Start of DATA FOR REVIEW
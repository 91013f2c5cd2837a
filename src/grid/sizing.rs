//! Cell edge computation.
//!
//! `edge = floor((width - spacing * (columns - 1)) / columns) * scale`,
//! cached until the viewport width or the column count changes.

use crate::models::SelectionSpec;

#[derive(Debug, Clone)]
pub struct CellSizer {
    viewport_width: u32,
    columns: Option<u32>,
    span_count: u32,
    expected_size: Option<u32>,
    spacing: u32,
    scale: f32,
    cached_edge: Option<u32>,
}

impl CellSizer {
    pub fn new(spec: &SelectionSpec) -> Self {
        Self {
            viewport_width: 0,
            columns: None,
            span_count: u32::try_from(spec.span_count).unwrap_or(u32::MAX),
            expected_size: spec.grid_expected_size,
            spacing: spec.grid_spacing,
            scale: spec.thumbnail_scale,
            cached_edge: None,
        }
    }

    pub fn viewport_width(&self) -> u32 {
        self.viewport_width
    }

    /// Returns whether the width changed.
    pub fn set_viewport_width(&mut self, width: u32) -> bool {
        if width == self.viewport_width {
            return false;
        }
        self.viewport_width = width;
        self.cached_edge = None;
        true
    }

    /// Overrides the configured column count. Returns whether it changed.
    pub fn set_columns(&mut self, columns: u32) -> bool {
        let columns = columns.max(1);
        if self.columns == Some(columns) {
            return false;
        }
        let changed = self.columns() != columns;
        self.columns = Some(columns);
        self.cached_edge = None;
        changed
    }

    pub fn columns(&self) -> u32 {
        if let Some(columns) = self.columns {
            return columns;
        }
        match self.expected_size {
            Some(expected) if expected > 0 && self.viewport_width > 0 => {
                ((self.viewport_width as f32 / expected as f32).round() as u32).max(1)
            }
            _ => self.span_count.max(1),
        }
    }

    /// Square thumbnail side in pixels; 0 until a viewport width is known.
    pub fn cell_edge(&mut self) -> u32 {
        if let Some(edge) = self.cached_edge {
            return edge;
        }
        let edge = self.compute_edge();
        self.cached_edge = Some(edge);
        edge
    }

    fn compute_edge(&self) -> u32 {
        if self.viewport_width == 0 {
            return 0;
        }
        let columns = self.columns();
        let gaps = self.spacing.saturating_mul(columns - 1);
        let cell = self.viewport_width.saturating_sub(gaps) / columns;
        (cell as f32 * self.scale).floor() as u32
    }
}
//! Directory scanning into the media index.

pub mod file_scanner;
pub mod metadata;

pub use file_scanner::{FileScanner, ScanConfig, ScanResult};
pub use metadata::{mime_for_path, probe_duration_ms};
// SPDX-FileCopyrightText: Copyright © 2020-2025 Serpent OS Developers
//
// SPDX-License-Identifier: MPL-2.0

//! Resource reclamation on withdrawal (§4.7). Reservations are tracked
//! by an external [`ResourceService`] under a consumer tag; this module
//! only decides *when* it's safe to release that tag, not how
//! reservations are actually stored.

use crate::model::{IntentData, State};
use crate::store::IntentStore;

/// External reservation tracker an intent's compiled installables draw
/// from (link bandwidth, VLAN ids, whatever the compiler reserved
/// ahead of time). Consumer tags are [`crate::model::Intent::resource_consumer`].
pub trait ResourceService: Send + Sync {
    /// Release whatever is reserved under `consumer`. Returns whether
    /// anything was actually released.
    fn release(&self, consumer: &str) -> bool;
}

impl ResourceService for std::sync::Arc<dyn ResourceService> {
    fn release(&self, consumer: &str) -> bool {
        self.as_ref().release(consumer)
    }
}

/// Decides whether a just-withdrawn intent's resources can be
/// released, and does so through a [`ResourceService`].
pub struct ResourceReclaimer<S> {
    service: S,
    skip_on_withdrawal: bool,
}

impl<S: ResourceService> ResourceReclaimer<S> {
    pub fn new(service: S, skip_on_withdrawal: bool) -> Self {
        Self { service, skip_on_withdrawal }
    }

    /// Called by the manager after a `WITHDRAWN` write. If the intent
    /// shares a resource group with other intents, the group's
    /// reservation is only released once every member has withdrawn;
    /// otherwise resources are released under the intent's own key.
    pub fn on_withdrawn(&self, data: &IntentData, store: &dyn IntentStore) {
        if self.skip_on_withdrawal {
            return;
        }
        if data.state != State::Withdrawn {
            return;
        }

        if let Some(group) = &data.intent.resource_group {
            let group_still_active = store.get_intents().iter().any(|other| {
                other.key != data.key
                    && other.intent.resource_group.as_deref() == Some(group.as_str())
                    && other.state != State::Withdrawn
            });
            if group_still_active {
                return;
            }
            self.service.release(group);
        } else {
            self.service.release(&data.key.to_string());
        }
    }
}

#[cfg(test)]
mod test {
    use super::*;
    use crate::key::Key;
    use crate::model::{AppId, Intent, Params, Version};
    use crate::store::memory::MemoryIntentStore;
    use std::sync::Mutex;

    #[derive(Default)]
    struct Recording(Mutex<Vec<String>>);
    impl ResourceService for Recording {
        fn release(&self, consumer: &str) -> bool {
            self.0.lock().unwrap().push(consumer.to_string());
            true
        }
    }

    fn withdrawn(key: Key, group: Option<&str>) -> IntentData {
        let intent = Intent::new(
            key.clone(),
            AppId(1),
            group.map(String::from),
            Params::PointToPoint {
                ingress: "p1".into(),
                egress: "p2".into(),
            },
        );
        let mut data = IntentData::withdraw(intent, Version::new(1, 0));
        data.state = State::Withdrawn;
        data
    }

    #[test]
    fn releases_under_key_without_a_resource_group() {
        let store = MemoryIntentStore::new();
        let reclaimer = ResourceReclaimer::new(Recording::default(), false);

        let data = withdrawn(Key::named(AppId(1), "a"), None);
        reclaimer.on_withdrawn(&data, &store);

        assert_eq!(reclaimer.service.0.lock().unwrap().as_slice(), &[data.key.to_string()]);
    }

    #[test]
    fn holds_group_release_until_every_member_withdraws() {
        let store = MemoryIntentStore::new();
        let reclaimer = ResourceReclaimer::new(Recording::default(), false);

        let sibling_key = Key::named(AppId(1), "sibling");
        let mut sibling = withdrawn(sibling_key, Some("grp"));
        sibling.state = State::Installed;
        store.batch_write(vec![sibling]).unwrap();

        let data = withdrawn(Key::named(AppId(1), "a"), Some("grp"));
        reclaimer.on_withdrawn(&data, &store);

        assert!(reclaimer.service.0.lock().unwrap().is_empty());
    }

    #[test]
    fn releases_group_once_last_member_withdraws() {
        let store = MemoryIntentStore::new();
        let reclaimer = ResourceReclaimer::new(Recording::default(), false);

        let data = withdrawn(Key::named(AppId(1), "a"), Some("grp"));
        reclaimer.on_withdrawn(&data, &store);

        assert_eq!(reclaimer.service.0.lock().unwrap().as_slice(), &["grp".to_string()]);
    }

    #[test]
    fn skip_flag_suppresses_release_entirely() {
        let store = MemoryIntentStore::new();
        let reclaimer = ResourceReclaimer::new(Recording::default(), true);

        let data = withdrawn(Key::named(AppId(1), "a"), None);
        reclaimer.on_withdrawn(&data, &store);

        assert!(reclaimer.service.0.lock().unwrap().is_empty());
    }
}
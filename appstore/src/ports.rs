// SPDX-FileCopyrightText: Copyright © 2020-2025 Serpent OS Developers
//
// SPDX-License-Identifier: MPL-2.0

//! Narrow service contracts the app store depends on but does not own.
//!
//! spec.md §6 describes one set of delegated services shared by both
//! subsystems (cluster communication, mastership, application
//! identity); rather than re-declare identical traits under a second
//! name, the app store depends directly on [`intent::ports`].

pub use intent::ports::{ApplicationIdService, ClusterChannel, MastershipService};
End of DATA FOR REVIEW
- [INSTRUCTIONS FOR THE TASK] A single number is the answer: the count of lines in the material above that contain "depends".

- [ANSWER AREA] 2